Excerpted data →
== Segment start ==

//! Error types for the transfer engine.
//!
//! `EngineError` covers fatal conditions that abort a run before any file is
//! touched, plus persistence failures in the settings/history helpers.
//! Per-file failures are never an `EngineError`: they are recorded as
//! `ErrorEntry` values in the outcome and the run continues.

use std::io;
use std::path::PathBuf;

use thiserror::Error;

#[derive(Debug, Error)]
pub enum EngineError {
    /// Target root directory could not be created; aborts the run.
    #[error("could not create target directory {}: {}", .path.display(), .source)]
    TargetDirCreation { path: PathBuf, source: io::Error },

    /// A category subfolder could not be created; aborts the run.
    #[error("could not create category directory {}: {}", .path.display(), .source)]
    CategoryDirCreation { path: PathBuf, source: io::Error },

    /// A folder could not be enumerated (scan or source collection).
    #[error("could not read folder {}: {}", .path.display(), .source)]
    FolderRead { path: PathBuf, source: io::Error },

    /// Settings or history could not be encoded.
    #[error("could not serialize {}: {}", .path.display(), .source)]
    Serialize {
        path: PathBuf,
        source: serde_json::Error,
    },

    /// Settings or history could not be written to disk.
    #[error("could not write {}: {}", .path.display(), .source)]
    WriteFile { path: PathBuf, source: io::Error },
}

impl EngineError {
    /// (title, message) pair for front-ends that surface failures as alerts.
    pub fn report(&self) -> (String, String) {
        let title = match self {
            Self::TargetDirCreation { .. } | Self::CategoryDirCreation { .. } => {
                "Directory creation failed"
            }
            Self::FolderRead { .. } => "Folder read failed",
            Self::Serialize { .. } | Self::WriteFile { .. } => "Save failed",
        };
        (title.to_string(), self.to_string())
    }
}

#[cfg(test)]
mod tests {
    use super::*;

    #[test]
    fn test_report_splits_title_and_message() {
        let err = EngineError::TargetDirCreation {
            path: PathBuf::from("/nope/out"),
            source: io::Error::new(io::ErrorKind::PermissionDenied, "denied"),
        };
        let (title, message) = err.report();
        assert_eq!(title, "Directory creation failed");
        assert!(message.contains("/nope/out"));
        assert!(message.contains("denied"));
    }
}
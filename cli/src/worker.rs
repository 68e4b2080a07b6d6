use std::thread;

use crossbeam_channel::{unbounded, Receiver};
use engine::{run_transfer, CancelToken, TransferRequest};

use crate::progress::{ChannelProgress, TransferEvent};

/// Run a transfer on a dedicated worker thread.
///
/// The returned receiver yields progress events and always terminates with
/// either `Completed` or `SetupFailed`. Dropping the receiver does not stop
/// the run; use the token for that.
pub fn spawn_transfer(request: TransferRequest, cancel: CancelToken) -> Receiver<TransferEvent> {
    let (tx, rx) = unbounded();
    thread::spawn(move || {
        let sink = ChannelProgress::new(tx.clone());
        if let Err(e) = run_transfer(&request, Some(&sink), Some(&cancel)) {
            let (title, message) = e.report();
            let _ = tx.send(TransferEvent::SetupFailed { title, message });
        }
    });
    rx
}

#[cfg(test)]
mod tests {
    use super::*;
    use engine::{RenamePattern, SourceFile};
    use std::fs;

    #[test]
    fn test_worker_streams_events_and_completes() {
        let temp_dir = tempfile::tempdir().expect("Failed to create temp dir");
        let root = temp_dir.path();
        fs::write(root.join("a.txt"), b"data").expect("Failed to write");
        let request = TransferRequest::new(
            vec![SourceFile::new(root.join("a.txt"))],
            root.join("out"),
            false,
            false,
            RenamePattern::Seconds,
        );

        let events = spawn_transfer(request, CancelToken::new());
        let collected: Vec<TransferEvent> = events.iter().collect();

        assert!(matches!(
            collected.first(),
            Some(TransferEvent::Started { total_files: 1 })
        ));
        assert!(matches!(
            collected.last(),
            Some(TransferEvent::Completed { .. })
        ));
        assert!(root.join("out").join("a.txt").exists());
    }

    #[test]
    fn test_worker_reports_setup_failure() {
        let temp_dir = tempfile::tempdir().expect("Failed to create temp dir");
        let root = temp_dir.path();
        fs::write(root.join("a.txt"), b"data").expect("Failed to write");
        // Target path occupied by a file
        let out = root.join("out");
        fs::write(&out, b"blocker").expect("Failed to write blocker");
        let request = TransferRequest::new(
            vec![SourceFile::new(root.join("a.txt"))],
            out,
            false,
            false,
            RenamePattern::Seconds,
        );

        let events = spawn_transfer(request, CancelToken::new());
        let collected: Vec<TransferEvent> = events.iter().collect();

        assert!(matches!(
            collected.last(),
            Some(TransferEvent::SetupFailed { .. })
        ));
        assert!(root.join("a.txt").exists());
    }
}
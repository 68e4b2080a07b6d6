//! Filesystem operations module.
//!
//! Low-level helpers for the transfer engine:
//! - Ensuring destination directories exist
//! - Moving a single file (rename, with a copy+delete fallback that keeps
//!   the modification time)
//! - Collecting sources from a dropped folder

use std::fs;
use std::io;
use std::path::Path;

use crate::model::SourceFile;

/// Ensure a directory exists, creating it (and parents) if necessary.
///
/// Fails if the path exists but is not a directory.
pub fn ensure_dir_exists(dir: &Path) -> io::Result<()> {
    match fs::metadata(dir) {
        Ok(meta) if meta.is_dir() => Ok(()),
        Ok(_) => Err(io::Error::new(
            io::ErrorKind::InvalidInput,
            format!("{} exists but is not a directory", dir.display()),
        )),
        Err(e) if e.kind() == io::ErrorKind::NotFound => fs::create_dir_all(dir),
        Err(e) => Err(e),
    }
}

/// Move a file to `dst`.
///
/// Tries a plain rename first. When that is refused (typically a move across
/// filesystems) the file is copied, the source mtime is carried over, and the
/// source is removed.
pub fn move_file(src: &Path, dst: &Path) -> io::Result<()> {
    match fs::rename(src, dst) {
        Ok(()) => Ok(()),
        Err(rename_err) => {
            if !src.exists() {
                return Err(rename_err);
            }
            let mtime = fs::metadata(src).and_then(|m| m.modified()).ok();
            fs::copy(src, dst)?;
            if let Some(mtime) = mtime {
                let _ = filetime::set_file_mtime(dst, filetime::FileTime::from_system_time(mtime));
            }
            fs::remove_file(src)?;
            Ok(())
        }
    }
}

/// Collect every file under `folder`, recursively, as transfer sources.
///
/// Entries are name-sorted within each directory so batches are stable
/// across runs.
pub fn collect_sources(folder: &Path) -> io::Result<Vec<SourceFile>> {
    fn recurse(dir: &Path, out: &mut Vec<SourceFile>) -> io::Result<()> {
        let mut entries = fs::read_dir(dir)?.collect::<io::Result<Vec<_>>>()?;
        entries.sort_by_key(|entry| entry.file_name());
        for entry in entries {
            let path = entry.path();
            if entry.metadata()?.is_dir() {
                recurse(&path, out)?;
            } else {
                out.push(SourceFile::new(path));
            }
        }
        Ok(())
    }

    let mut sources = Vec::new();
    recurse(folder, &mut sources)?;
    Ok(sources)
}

== Segment end ==

Problem statement →
Send back every line of the listing above exactly.

Expected output →
//! Error types for the transfer engine.
//!
//! `EngineError` covers fatal conditions that abort a run before any file is
//! touched, plus persistence failures in the settings/history helpers.
//! Per-file failures are never an `EngineError`: they are recorded as
//! `ErrorEntry` values in the outcome and the run continues.

use std::io;
use std::path::PathBuf;

use thiserror::Error;

#[derive(Debug, Error)]
pub enum EngineError {
    /// Target root directory could not be created; aborts the run.
    #[error("could not create target directory {}: {}", .path.display(), .source)]
    TargetDirCreation { path: PathBuf, source: io::Error },

    /// A category subfolder could not be created; aborts the run.
    #[error("could not create category directory {}: {}", .path.display(), .source)]
    CategoryDirCreation { path: PathBuf, source: io::Error },

    /// A folder could not be enumerated (scan or source collection).
    #[error("could not read folder {}: {}", .path.display(), .source)]
    FolderRead { path: PathBuf, source: io::Error },

    /// Settings or history could not be encoded.
    #[error("could not serialize {}: {}", .path.display(), .source)]
    Serialize {
        path: PathBuf,
        source: serde_json::Error,
    },

    /// Settings or history could not be written to disk.
    #[error("could not write {}: {}", .path.display(), .source)]
    WriteFile { path: PathBuf, source: io::Error },
}

impl EngineError {
    /// (title, message) pair for front-ends that surface failures as alerts.
    pub fn report(&self) -> (String, String) {
        let title = match self {
            Self::TargetDirCreation { .. } | Self::CategoryDirCreation { .. } => {
                "Directory creation failed"
            }
            Self::FolderRead { .. } => "Folder read failed",
            Self::Serialize { .. } | Self::WriteFile { .. } => "Save failed",
        };
        (title.to_string(), self.to_string())
    }
}

#[cfg(test)]
mod tests {
    use super::*;

    #[test]
    fn test_report_splits_title_and_message() {
        let err = EngineError::TargetDirCreation {
            path: PathBuf::from("/nope/out"),
            source: io::Error::new(io::ErrorKind::PermissionDenied, "denied"),
        };
        let (title, message) = err.report();
        assert_eq!(title, "Directory creation failed");
        assert!(message.contains("/nope/out"));
        assert!(message.contains("denied"));
    }
}
filename cli/src/worker.rs
repository 68e4b2080a07b6d6
use std::thread;

use crossbeam_channel::{unbounded, Receiver};
use engine::{run_transfer, CancelToken, TransferRequest};

use crate::progress::{ChannelProgress, TransferEvent};

/// Run a transfer on a dedicated worker thread.
///
/// The returned receiver yields progress events and always terminates with
/// either `Completed` or `SetupFailed`. Dropping the receiver does not stop
/// the run; use the token for that.
pub fn spawn_transfer(request: TransferRequest, cancel: CancelToken) -> Receiver<TransferEvent> {
    let (tx, rx) = unbounded();
    thread::spawn(move || {
        let sink = ChannelProgress::new(tx.clone());
        if let Err(e) = run_transfer(&request, Some(&sink), Some(&cancel)) {
            let (title, message) = e.report();
            let _ = tx.send(TransferEvent::SetupFailed { title, message });
        }
    });
    rx
}

#[cfg(test)]
mod tests {
    use super::*;
    use engine::{RenamePattern, SourceFile};
    use std::fs;

    #[test]
    fn test_worker_streams_events_and_completes() {
        let temp_dir = tempfile::tempdir().expect("Failed to create temp dir");
        let root = temp_dir.path();
        fs::write(root.join("a.txt"), b"data").expect("Failed to write");
        let request = TransferRequest::new(
            vec![SourceFile::new(root.join("a.txt"))],
            root.join("out"),
            false,
            false,
            RenamePattern::Seconds,
        );

        let events = spawn_transfer(request, CancelToken::new());
        let collected: Vec<TransferEvent> = events.iter().collect();

        assert!(matches!(
            collected.first(),
            Some(TransferEvent::Started { total_files: 1 })
        ));
        assert!(matches!(
            collected.last(),
            Some(TransferEvent::Completed { .. })
        ));
        assert!(root.join("out").join("a.txt").exists());
    }

    #[test]
    fn test_worker_reports_setup_failure() {
        let temp_dir = tempfile::tempdir().expect("Failed to create temp dir");
        let root = temp_dir.path();
        fs::write(root.join("a.txt"), b"data").expect("Failed to write");
        // Target path occupied by a file
        let out = root.join("out");
        fs::write(&out, b"blocker").expect("Failed to write blocker");
        let request = TransferRequest::new(
            vec![SourceFile::new(root.join("a.txt"))],
            out,
            false,
            false,
            RenamePattern::Seconds,
        );

        let events = spawn_transfer(request, CancelToken::new());
        let collected: Vec<TransferEvent> = events.iter().collect();

        assert!(matches!(
            collected.last(),
            Some(TransferEvent::SetupFailed { .. })
        ));
        assert!(root.join("a.txt").exists());
    }
}
repository 68e4b2080a07b6d6
//! Filesystem operations module.
//!
//! Low-level helpers for the transfer engine:
//! - Ensuring destination directories exist
//! - Moving a single file (rename, with a copy+delete fallback that keeps
//!   the modification time)
//! - Collecting sources from a dropped folder

use std::fs;
use std::io;
use std::path::Path;

use crate::model::SourceFile;

/// Ensure a directory exists, creating it (and parents) if necessary.
///
/// Fails if the path exists but is not a directory.
pub fn ensure_dir_exists(dir: &Path) -> io::Result<()> {
    match fs::metadata(dir) {
        Ok(meta) if meta.is_dir() => Ok(()),
        Ok(_) => Err(io::Error::new(
            io::ErrorKind::InvalidInput,
            format!("{} exists but is not a directory", dir.display()),
        )),
        Err(e) if e.kind() == io::ErrorKind::NotFound => fs::create_dir_all(dir),
        Err(e) => Err(e),
    }
}

/// Move a file to `dst`.
///
/// Tries a plain rename first. When that is refused (typically a move across
/// filesystems) the file is copied, the source mtime is carried over, and the
/// source is removed.
pub fn move_file(src: &Path, dst: &Path) -> io::Result<()> {
    match fs::rename(src, dst) {
        Ok(()) => Ok(()),
        Err(rename_err) => {
            if !src.exists() {
                return Err(rename_err);
            }
            let mtime = fs::metadata(src).and_then(|m| m.modified()).ok();
            fs::copy(src, dst)?;
            if let Some(mtime) = mtime {
                let _ = filetime::set_file_mtime(dst, filetime::FileTime::from_system_time(mtime));
            }
            fs::remove_file(src)?;
            Ok(())
        }
    }
}

/// Collect every file under `folder`, recursively, as transfer sources.
///
/// Entries are name-sorted within each directory so batches are stable
/// across runs.
pub fn collect_sources(folder: &Path) -> io::Result<Vec<SourceFile>> {
    fn recurse(dir: &Path, out: &mut Vec<SourceFile>) -> io::Result<()> {
        let mut entries = fs::read_dir(dir)?.collect::<io::Result<Vec<_>>>()?;
        entries.sort_by_key(|entry| entry.file_name());
        for entry in entries {
            let path = entry.path();
            if entry.metadata()?.is_dir() {
                recurse(&path, out)?;
            } else {
                out.push(SourceFile::new(path));
            }
        }
        Ok(())
    }

    let mut sources = Vec::new();
    recurse(folder, &mut sources)?;
    Ok(sources)
}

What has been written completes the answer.